▶ [Instructions for the task]:
In this exercise, every entry is to be copied exactly.

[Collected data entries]
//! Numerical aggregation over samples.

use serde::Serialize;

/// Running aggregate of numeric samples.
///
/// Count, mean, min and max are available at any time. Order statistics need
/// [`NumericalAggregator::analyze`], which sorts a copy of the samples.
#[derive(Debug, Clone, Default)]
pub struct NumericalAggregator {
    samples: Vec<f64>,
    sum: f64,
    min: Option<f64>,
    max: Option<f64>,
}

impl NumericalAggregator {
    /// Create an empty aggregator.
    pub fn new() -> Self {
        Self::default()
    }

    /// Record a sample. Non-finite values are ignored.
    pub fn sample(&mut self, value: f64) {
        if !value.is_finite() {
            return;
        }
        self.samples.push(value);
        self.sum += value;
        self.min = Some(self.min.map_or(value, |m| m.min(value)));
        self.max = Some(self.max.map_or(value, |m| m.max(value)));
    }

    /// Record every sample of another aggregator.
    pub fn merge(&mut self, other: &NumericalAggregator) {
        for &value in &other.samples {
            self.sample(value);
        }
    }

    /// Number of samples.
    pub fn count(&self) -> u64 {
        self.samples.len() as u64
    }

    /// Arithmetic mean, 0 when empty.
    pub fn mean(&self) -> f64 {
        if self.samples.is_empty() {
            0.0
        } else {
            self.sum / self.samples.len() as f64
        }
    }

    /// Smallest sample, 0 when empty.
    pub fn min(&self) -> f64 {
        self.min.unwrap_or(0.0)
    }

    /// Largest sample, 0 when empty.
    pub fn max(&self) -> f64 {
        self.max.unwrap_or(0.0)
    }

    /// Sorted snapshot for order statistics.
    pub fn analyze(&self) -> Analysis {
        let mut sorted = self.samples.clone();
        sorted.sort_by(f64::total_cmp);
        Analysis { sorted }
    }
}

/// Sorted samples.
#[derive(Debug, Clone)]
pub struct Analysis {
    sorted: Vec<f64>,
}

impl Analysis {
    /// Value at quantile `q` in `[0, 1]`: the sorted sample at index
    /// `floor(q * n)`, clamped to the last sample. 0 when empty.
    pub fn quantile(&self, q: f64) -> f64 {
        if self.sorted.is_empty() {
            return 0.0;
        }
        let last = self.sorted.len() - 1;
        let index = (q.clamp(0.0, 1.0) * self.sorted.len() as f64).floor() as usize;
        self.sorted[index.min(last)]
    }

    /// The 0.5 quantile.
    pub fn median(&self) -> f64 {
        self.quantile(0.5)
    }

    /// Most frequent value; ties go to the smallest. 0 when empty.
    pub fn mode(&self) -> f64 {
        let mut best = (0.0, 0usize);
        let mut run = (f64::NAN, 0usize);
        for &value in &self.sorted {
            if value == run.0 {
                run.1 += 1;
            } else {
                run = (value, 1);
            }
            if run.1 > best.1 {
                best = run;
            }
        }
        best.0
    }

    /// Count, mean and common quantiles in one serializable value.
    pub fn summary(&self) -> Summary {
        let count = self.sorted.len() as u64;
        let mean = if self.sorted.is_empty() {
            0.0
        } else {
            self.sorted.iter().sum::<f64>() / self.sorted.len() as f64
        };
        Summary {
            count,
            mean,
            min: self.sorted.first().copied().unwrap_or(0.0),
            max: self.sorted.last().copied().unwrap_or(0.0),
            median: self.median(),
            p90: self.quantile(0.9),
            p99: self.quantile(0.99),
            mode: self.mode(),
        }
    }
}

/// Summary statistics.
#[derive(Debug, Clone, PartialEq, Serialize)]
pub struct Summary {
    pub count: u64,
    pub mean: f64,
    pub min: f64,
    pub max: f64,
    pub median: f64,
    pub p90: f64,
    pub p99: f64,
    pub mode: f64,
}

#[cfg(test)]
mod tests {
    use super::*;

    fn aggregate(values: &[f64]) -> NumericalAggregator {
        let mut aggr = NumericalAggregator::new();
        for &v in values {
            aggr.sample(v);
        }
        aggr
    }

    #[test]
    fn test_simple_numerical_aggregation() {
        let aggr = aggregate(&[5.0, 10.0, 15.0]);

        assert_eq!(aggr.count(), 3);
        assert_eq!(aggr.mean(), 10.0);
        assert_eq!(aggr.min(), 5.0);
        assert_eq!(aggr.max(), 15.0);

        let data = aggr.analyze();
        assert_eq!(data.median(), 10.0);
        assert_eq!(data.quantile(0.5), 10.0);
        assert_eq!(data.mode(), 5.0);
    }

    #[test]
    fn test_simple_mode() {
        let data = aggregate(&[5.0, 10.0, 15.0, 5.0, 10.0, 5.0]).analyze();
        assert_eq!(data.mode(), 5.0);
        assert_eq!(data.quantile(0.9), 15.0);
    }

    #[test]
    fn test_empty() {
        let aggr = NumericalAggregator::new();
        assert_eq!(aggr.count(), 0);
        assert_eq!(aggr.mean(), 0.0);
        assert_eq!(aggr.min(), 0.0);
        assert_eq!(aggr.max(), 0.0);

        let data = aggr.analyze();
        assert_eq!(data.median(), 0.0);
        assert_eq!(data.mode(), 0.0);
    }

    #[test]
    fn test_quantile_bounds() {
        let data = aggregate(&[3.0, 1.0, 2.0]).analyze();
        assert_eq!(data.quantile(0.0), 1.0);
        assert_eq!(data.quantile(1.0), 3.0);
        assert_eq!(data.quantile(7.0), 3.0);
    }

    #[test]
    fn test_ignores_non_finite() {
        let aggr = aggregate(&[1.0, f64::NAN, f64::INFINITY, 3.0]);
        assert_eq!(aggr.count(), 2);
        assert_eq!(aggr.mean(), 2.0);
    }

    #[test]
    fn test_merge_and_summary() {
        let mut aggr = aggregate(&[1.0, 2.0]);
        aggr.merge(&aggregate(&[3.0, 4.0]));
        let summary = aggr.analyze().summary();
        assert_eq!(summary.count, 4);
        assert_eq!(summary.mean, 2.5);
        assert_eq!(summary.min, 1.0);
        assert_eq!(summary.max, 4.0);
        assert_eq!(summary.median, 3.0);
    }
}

▶ [Reply to the exercise]:
//! Numerical aggregation over samples.

use serde::Serialize;

/// Running aggregate of numeric samples.
///
/// Count, mean, min and max are available at any time. Order statistics need
/// [`NumericalAggregator::analyze`], which sorts a copy of the samples.
#[derive(Debug, Clone, Default)]
pub struct NumericalAggregator {
    samples: Vec<f64>,
    sum: f64,
    min: Option<f64>,
    max: Option<f64>,
}

impl NumericalAggregator {
    /// Create an empty aggregator.
    pub fn new() -> Self {
        Self::default()
    }

    /// Record a sample. Non-finite values are ignored.
    pub fn sample(&mut self, value: f64) {
        if !value.is_finite() {
            return;
        }
        self.samples.push(value);
        self.sum += value;
        self.min = Some(self.min.map_or(value, |m| m.min(value)));
        self.max = Some(self.max.map_or(value, |m| m.max(value)));
    }

    /// Record every sample of another aggregator.
    pub fn merge(&mut self, other: &NumericalAggregator) {
        for &value in &other.samples {
            self.sample(value);
        }
    }

    /// Number of samples.
    pub fn count(&self) -> u64 {
        self.samples.len() as u64
    }

    /// Arithmetic mean, 0 when empty.
    pub fn mean(&self) -> f64 {
        if self.samples.is_empty() {
            0.0
        } else {
            self.sum / self.samples.len() as f64
        }
    }

    /// Smallest sample, 0 when empty.
    pub fn min(&self) -> f64 {
        self.min.unwrap_or(0.0)
    }

    /// Largest sample, 0 when empty.
    pub fn max(&self) -> f64 {
        self.max.unwrap_or(0.0)
    }

    /// Sorted snapshot for order statistics.
    pub fn analyze(&self) -> Analysis {
        let mut sorted = self.samples.clone();
        sorted.sort_by(f64::total_cmp);
        Analysis { sorted }
    }
}

/// Sorted samples.
#[derive(Debug, Clone)]
pub struct Analysis {
    sorted: Vec<f64>,
}

impl Analysis {
    /// Value at quantile `q` in `[0, 1]`: the sorted sample at index
    /// `floor(q * n)`, clamped to the last sample. 0 when empty.
    pub fn quantile(&self, q: f64) -> f64 {
        if self.sorted.is_empty() {
            return 0.0;
        }
        let last = self.sorted.len() - 1;
        let index = (q.clamp(0.0, 1.0) * self.sorted.len() as f64).floor() as usize;
        self.sorted[index.min(last)]
    }

    /// The 0.5 quantile.
    pub fn median(&self) -> f64 {
        self.quantile(0.5)
    }

    /// Most frequent value; ties go to the smallest. 0 when empty.
    pub fn mode(&self) -> f64 {
        let mut best = (0.0, 0usize);
        let mut run = (f64::NAN, 0usize);
        for &value in &self.sorted {
            if value == run.0 {
                run.1 += 1;
            } else {
                run = (value, 1);
            }
            if run.1 > best.1 {
                best = run;
            }
        }
        best.0
    }

    /// Count, mean and common quantiles in one serializable value.
    pub fn summary(&self) -> Summary {
        let count = self.sorted.len() as u64;
        let mean = if self.sorted.is_empty() {
            0.0
        } else {
            self.sorted.iter().sum::<f64>() / self.sorted.len() as f64
        };
        Summary {
            count,
            mean,
            min: self.sorted.first().copied().unwrap_or(0.0),
            max: self.sorted.last().copied().unwrap_or(0.0),
            median: self.median(),
            p90: self.quantile(0.9),
            p99: self.quantile(0.99),
            mode: self.mode(),
        }
    }
}

/// Summary statistics.
#[derive(Debug, Clone, PartialEq, Serialize)]
pub struct Summary {
    pub count: u64,
    pub mean: f64,
    pub min: f64,
    pub max: f64,
    pub median: f64,
    pub p90: f64,
    pub p99: f64,
    pub mode: f64,
}

#[cfg(test)]
mod tests {
    use super::*;

    fn aggregate(values: &[f64]) -> NumericalAggregator {
        let mut aggr = NumericalAggregator::new();
        for &v in values {
            aggr.sample(v);
        }
        aggr
    }

    #[test]
    fn test_simple_numerical_aggregation() {
        let aggr = aggregate(&[5.0, 10.0, 15.0]);

        assert_eq!(aggr.count(), 3);
        assert_eq!(aggr.mean(), 10.0);
        assert_eq!(aggr.min(), 5.0);
        assert_eq!(aggr.max(), 15.0);

        let data = aggr.analyze();
        assert_eq!(data.median(), 10.0);
        assert_eq!(data.quantile(0.5), 10.0);
        assert_eq!(data.mode(), 5.0);
    }

    #[test]
    fn test_simple_mode() {
        let data = aggregate(&[5.0, 10.0, 15.0, 5.0, 10.0, 5.0]).analyze();
        assert_eq!(data.mode(), 5.0);
        assert_eq!(data.quantile(0.9), 15.0);
    }

    #[test]
    fn test_empty() {
        let aggr = NumericalAggregator::new();
        assert_eq!(aggr.count(), 0);
        assert_eq!(aggr.mean(), 0.0);
        assert_eq!(aggr.min(), 0.0);
        assert_eq!(aggr.max(), 0.0);

        let data = aggr.analyze();
        assert_eq!(data.median(), 0.0);
        assert_eq!(data.mode(), 0.0);
    }

    #[test]
    fn test_quantile_bounds() {
        let data = aggregate(&[3.0, 1.0, 2.0]).analyze();
        assert_eq!(data.quantile(0.0), 1.0);
        assert_eq!(data.quantile(1.0), 3.0);
        assert_eq!(data.quantile(7.0), 3.0);
    }

    #[test]
    fn test_ignores_non_finite() {
        let aggr = aggregate(&[1.0, f64::NAN, f64::INFINITY, 3.0]);
        assert_eq!(aggr.count(), 2);
        assert_eq!(aggr.mean(), 2.0);
    }

    #[test]
    fn test_merge_and_summary() {
        let mut aggr = aggregate(&[1.0, 2.0]);
        aggr.merge(&aggregate(&[3.0, 4.0]));
        let summary = aggr.analyze().summary();
        assert_eq!(summary.count, 4);
        assert_eq!(summary.mean, 2.5);
        assert_eq!(summary.min, 1.0);
        assert_eq!(summary.max, 4.0);
        assert_eq!(summary.median, 3.0);
    }
}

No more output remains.